GIVEN ENTRIES: Begin

//! Propagation waiting with exponential backoff and cancellation support.
//!
//! A just-created remote object may not be visible to reads for a while.
//! [`wait_for_found`] polls until the object shows up, the window elapses,
//! or the caller cancels.

use std::future::Future;
use std::time::Duration;

use log::debug;
use rand::Rng;
use tokio::time::Instant;
use tokio_util::sync::CancellationToken;

/// Configuration for waiting with exponential backoff.
#[derive(Debug, Clone)]
pub struct WaitConfig {
    /// Initial delay between checks
    pub initial_delay: Duration,
    /// Maximum delay between checks (cap for exponential growth)
    pub max_delay: Duration,
    /// Maximum total time to wait before timeout
    pub timeout: Duration,
    /// Jitter factor (0.0 - 1.0) to add randomness to delays
    pub jitter: f64,
}

impl Default for WaitConfig {
    fn default() -> Self {
        Self {
            initial_delay: Duration::from_millis(500),
            max_delay: Duration::from_secs(10),
            timeout: Duration::from_secs(120),
            jitter: 0.25,
        }
    }
}

/// Why waiting stopped without a result
#[derive(Debug, PartialEq)]
pub enum WaitError<E> {
    /// The window elapsed and the last check still found nothing
    Timeout { attempts: u32, waited: Duration },
    /// The cancellation token fired
    Cancelled,
    /// The check itself failed with a non-retryable error
    Check(E),
}

/// Poll `check` until it yields a value.
///
/// `check` returns `Ok(Some(_))` when found, `Ok(None)` when not yet visible
/// (retry), and `Err(_)` to stop immediately. A last check always runs once
/// the window has elapsed, so a resource that appears right at the deadline
/// is still found.
pub async fn wait_for_found<T, E, F, Fut>(
    config: &WaitConfig,
    cancel: Option<&CancellationToken>,
    mut check: F,
    resource_name: &str,
) -> Result<T, WaitError<E>>
where
    F: FnMut() -> Fut,
    Fut: Future<Output = Result<Option<T>, E>>,
{
    let start = Instant::now();
    let mut delay = config.initial_delay;
    let mut attempts = 0u32;

    loop {
        attempts += 1;

        if cancel.is_some_and(|token| token.is_cancelled()) {
            return Err(WaitError::Cancelled);
        }

        match check().await {
            Ok(Some(found)) => {
                debug!("{} visible after {} attempt(s)", resource_name, attempts);
                return Ok(found);
            }
            Ok(None) => {}
            Err(e) => return Err(WaitError::Check(e)),
        }

        let elapsed = start.elapsed();
        if elapsed >= config.timeout {
            return Err(WaitError::Timeout {
                attempts,
                waited: elapsed,
            });
        }

        let remaining = config.timeout - elapsed;
        let sleep_for = jittered_delay(delay, config.jitter).min(remaining);
        debug!(
            "{} not visible yet (attempt {}), retrying in {}ms",
            resource_name,
            attempts,
            sleep_for.as_millis()
        );

        tokio::select! {
            _ = tokio::time::sleep(sleep_for) => {}
            _ = async {
                match cancel {
                    Some(token) => token.cancelled().await,
                    None => std::future::pending::<()>().await,
                }
            } => {
                return Err(WaitError::Cancelled);
            }
        }

        delay = (delay * 2).min(config.max_delay);
    }
}

/// Add jitter to a duration to prevent thundering herd.
fn jittered_delay(base: Duration, jitter_factor: f64) -> Duration {
    if jitter_factor <= 0.0 {
        return base;
    }
    let jitter = rand::thread_rng().gen_range(0.0..jitter_factor);
    Duration::from_secs_f64(base.as_secs_f64() * (1.0 + jitter))
}
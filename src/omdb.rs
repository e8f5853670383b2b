// OMDb client: a small blocking HTTP client that resolves a movie title to
// its year, IMDb rating and poster. One request per lookup, no retries.

use crate::movie::parse_rating_text;
use anyhow::{Context, Result};
use reqwest::blocking::Client;
use serde::Deserialize;

/// What the lookup service knows about a title.
#[derive(Debug, Clone, PartialEq)]
pub struct FoundMovie {
    pub year: String,
    pub rating: Option<f64>,
    pub poster: String,
}

/// Resolves titles against a movie information service.
///
/// `Ok(None)` means the service answered but has no such movie; `Err` means
/// the service could not be asked (transport failure, bad status, garbage
/// body).
pub trait MovieLookup {
    fn find(&self, title: &str) -> Result<Option<FoundMovie>>;
}

/// Client for the OMDb API (`?apikey=..&t=<title>`).
#[derive(Clone)]
pub struct OmdbClient {
    client: Client,
    base_url: String,
    api_key: String,
}

/// Body returned by OMDb. A miss looks like
/// `{"Response":"False","Error":"Movie not found!"}`.
#[derive(Deserialize, Debug)]
pub struct OmdbResponse {
    #[serde(rename = "Response", default)]
    pub response: Option<String>,
    #[serde(rename = "Error", default)]
    pub error: Option<String>,
    #[serde(rename = "Year", default)]
    pub year: Option<String>,
    #[serde(rename = "imdbRating", default)]
    pub imdb_rating: Option<String>,
    #[serde(rename = "Poster", default)]
    pub poster: Option<String>,
}

impl OmdbResponse {
    /// Turns the raw body into a hit, or `None` when OMDb reported an error.
    pub fn into_found(self) -> Option<FoundMovie> {
        let failed = self.error.is_some()
            || self
                .response
                .as_deref()
                .is_some_and(|r| r.eq_ignore_ascii_case("false"));
        if failed {
            return None;
        }
        Some(FoundMovie {
            year: self.year.unwrap_or_default(),
            rating: self.imdb_rating.as_deref().and_then(parse_rating_text),
            poster: self.poster.unwrap_or_default(),
        })
    }
}

impl OmdbClient {
    pub fn new(base_url: impl Into<String>, api_key: impl Into<String>) -> Result<Self> {
        let client = Client::builder()
            .build()
            .context("Failed to build HTTP client")?;
        Ok(OmdbClient {
            client,
            base_url: base_url.into(),
            api_key: api_key.into(),
        })
    }
}

impl MovieLookup for OmdbClient {
    fn find(&self, title: &str) -> Result<Option<FoundMovie>> {
        log::debug!("looking up {:?} on {}", title, self.base_url);
        let res = self
            .client
            .get(&self.base_url)
            .query(&[("apikey", self.api_key.as_str()), ("t", title)])
            .send()
            .context("Failed to send OMDb request")?;
        if !res.status().is_success() {
            let status = res.status();
            let txt = res.text().unwrap_or_default();
            anyhow::bail!("OMDb lookup failed: {} - {}", status, txt);
        }
        let body: OmdbResponse = res.json().context("Parsing OMDb response json")?;
        if let Some(err) = &body.error {
            log::debug!("OMDb has no match for {:?}: {}", title, err);
        }
        Ok(body.into_found())
    }
}
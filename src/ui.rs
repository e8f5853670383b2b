// UI layer: the console the application talks to. `Terminal` is the real
// one, built on `dialoguer` prompts and an `indicatif` spinner; tests plug
// in a scripted console instead.

use anyhow::{Context, Result};
use dialoguer::Input;
use indicatif::{ProgressBar, ProgressStyle};
use std::io::{self, BufRead, IsTerminal, Write};
use std::time::Duration;

/// Everything the menu needs from the user's terminal.
pub trait Console {
    /// Prompt for one line of text. Empty answers are allowed.
    fn ask(&mut self, prompt: &str) -> Result<String>;

    /// Print one line of output.
    fn say(&mut self, line: &str);

    /// Signal that a slow operation started. Default: nothing.
    fn busy(&mut self, _message: &str) {}

    /// Signal that the slow operation finished.
    fn idle(&mut self) {}
}

/// Interactive terminal console.
#[derive(Default)]
pub struct Terminal {
    spinner: Option<ProgressBar>,
}

impl Terminal {
    pub fn new() -> Self {
        Self::default()
    }
}

impl Console for Terminal {
    fn ask(&mut self, prompt: &str) -> Result<String> {
        // dialoguer keeps returning "" once piped input runs dry, so plain
        // line reads take over when stdin is not a terminal.
        if !io::stdin().is_terminal() {
            print!("{}: ", prompt);
            io::stdout().flush()?;
            return read_answer(&mut io::stdin().lock());
        }

        // `Input::interact_text()` prompts the user and returns the line.
        let answer: String = Input::new()
            .with_prompt(prompt)
            .allow_empty(true)
            .interact_text()?;
        Ok(answer.trim().to_string())
    }

    fn say(&mut self, line: &str) {
        println!("{}", line);
    }

    fn busy(&mut self, message: &str) {
        let spinner = ProgressBar::new_spinner();
        if let Ok(style) = ProgressStyle::with_template("{spinner} {msg}") {
            spinner.set_style(style);
        }
        spinner.set_message(message.to_string());
        spinner.enable_steady_tick(Duration::from_millis(80));
        self.spinner = Some(spinner);
    }

    fn idle(&mut self) {
        if let Some(spinner) = self.spinner.take() {
            spinner.finish_and_clear();
        }
    }
}

/// Reads one trimmed line. End of input is an error, so a closed or
/// exhausted stdin ends the menu instead of feeding it empty answers.
pub fn read_answer<R: BufRead>(reader: &mut R) -> Result<String> {
    let mut line = String::new();
    let read = reader
        .read_line(&mut line)
        .context("Failed to read from stdin")?;
    if read == 0 {
        return Err(io::Error::new(io::ErrorKind::UnexpectedEof, "stdin closed"))
            .context("No more input");
    }
    Ok(line.trim().to_string())
}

GIVEN ENTRIES: End

■ EXERCISE INSTRUCTIONS
From the entries, give the number of lines where the string "waiting" is found, and nothing else.

■ COMPLETED EXERCISE
3